The administration of United States President Donald Trump is considering a significant expansion of the country’s refugee admissions programme in a move aimed largely at white South Africans of Afrikaner descent, according to internal documents and officials familiar with the discussions.

A report obtained by Reuters indicates that policymakers are debating whether to raise the current ceiling of 7,500 refugees for the 2026 fiscal year by as many as 10,000 additional places. Such an increase would more than double the existing cap and mark a sharp departure from the administration’s broader record of restricting refugee inflows from other parts of the world.

Officials say the proposal is being driven by Trump’s long-standing claim that white farmers in South Africa, particularly Afrikaners, face systematic persecution and racially motivated land seizures. He has repeatedly highlighted alleged attacks on white landowners as evidence that they qualify for humanitarian protection under US law.

South Africa’s government has consistently rejected those assertions, accusing Trump of misrepresenting crime and land reform for political effect. Local Afrikaner organisations, human rights groups and independent researchers have also challenged the narrative of a targeted campaign against white farmers, noting that violent crime in South Africa affects communities across racial and economic lines.

Despite those disputes, the US refugee programme has already tilted heavily toward South Africans. Through the first six months of the current fiscal year, about 4,500 South Africans were admitted as refugees, while only three Afghans were approved over the same period, according to figures cited in the internal report.

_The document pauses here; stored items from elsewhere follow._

use tandem_core::{FmuStateId, Instance, Status, StatusKind};

use crate::{config::RetryPolicy, sampler::Sampler};

use super::{Driver, Progress, StepError};

/// Fixed-step driver for co-simulation components.
///
/// Each call to [`Driver::step`] asks the component to cover the whole
/// interval with one `do_step`. A discarded step means one of two things:
///
/// - the component has terminated, which ends the run normally
/// - the step was too large, in which case the state saved before the step
///   is restored and the rest of the interval is covered with smaller steps
#[derive(Debug, Clone)]
pub struct CoSimulation {
    retry: RetryPolicy,
    time: f64,
    saved: Option<FmuStateId>,
}

impl CoSimulation {
    #[must_use]
    pub fn new(retry: RetryPolicy) -> Self {
        Self {
            retry,
            time: 0.0,
            saved: None,
        }
    }

    fn has_terminated(instance: &mut Instance) -> Result<bool, StepError> {
        let (status, terminated) = instance.get_boolean_status(StatusKind::Terminated)?;
        Ok(status == Status::Ok && terminated)
    }

    fn last_successful_time(instance: &mut Instance) -> Option<f64> {
        match instance.get_real_status(StatusKind::LastSuccessfulTime) {
            Ok((Status::Ok, time)) => Some(time),
            _ => None,
        }
    }
}

impl Driver for CoSimulation {
    fn start(&mut self, _instance: &mut Instance, time: f64) -> Result<Progress, StepError> {
        self.time = time;
        Ok(Progress::at(time))
    }

    fn step(
        &mut self,
        instance: &mut Instance,
        t_end: f64,
        _sampler: Option<&Sampler>,
    ) -> Result<Progress, StepError> {
        let rollback = self.retry.max_retries > 0 && instance.can_rollback();
        let eps = 1e-12 * t_end.abs().max(1.0);

        let mut t = self.time;
        let mut h = t_end - t;
        let mut retries = 0;

        while t_end - t > eps {
            h = h.min(t_end - t);
            let saved = if rollback {
                Some(self.snapshot(instance)?)
            } else {
                None
            };

            let status = instance.do_step(t, h, !rollback)?;
            if status.is_success() {
                t = if t_end - (t + h) <= eps { t_end } else { t + h };
                self.time = t;
                continue;
            }

            if Self::has_terminated(instance)? {
                let time = Self::last_successful_time(instance).unwrap_or(t);
                tracing::info!(instance = %instance.name(), time, "component terminated the run");
                self.time = time;
                return Ok(Progress {
                    terminated: true,
                    ..Progress::at(time)
                });
            }

            let Some(saved) = saved else {
                return Err(StepError::Discarded { time: t, step: h });
            };
            retries += 1;
            if retries > self.retry.max_retries {
                return Err(StepError::RetriesExhausted {
                    time: t,
                    retries: self.retry.max_retries,
                });
            }
            h *= self.retry.reduction_factor;
            if h < self.retry.min_step {
                return Err(StepError::StepTooSmall { time: t, step: h });
            }

            tracing::warn!(instance = %instance.name(), time = t, step = h, retries, "step discarded, retrying");
            self.restore(instance, saved)?;
        }

        Ok(Progress::at(t))
    }

    fn snapshot(&mut self, instance: &mut Instance) -> Result<FmuStateId, StepError> {
        let id = instance.get_fmu_state(self.saved)?;
        self.saved = Some(id);
        Ok(id)
    }

    fn restore(&mut self, instance: &mut Instance, state: FmuStateId) -> Result<(), StepError> {
        instance.set_fmu_state(state)?;
        Ok(())
    }

    fn time(&self) -> f64 {
        self.time
    }
}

An internal US government email seen by Reuters shows that at least four of the South African refugees have since returned home, raising questions among some officials about the credibility of their claims of persecution and the robustness of post-arrival monitoring.

Afrikaners, descendants largely of Dutch, German and French settlers, make up roughly 60 percent of South Africa’s white minority, which itself accounts for just over 7 percent of the national population. While many Afrikaners report concerns about crime and economic uncertainty, thousands of white South Africans who emigrated in earlier years have chosen to return, complicating the picture of a community fleeing en masse.

The proposal to expand refugee slots is expected to trigger intense debate in Washington, where critics argue it would politicise humanitarian policy and prioritise one group over others facing war, famine and repression elsewhere.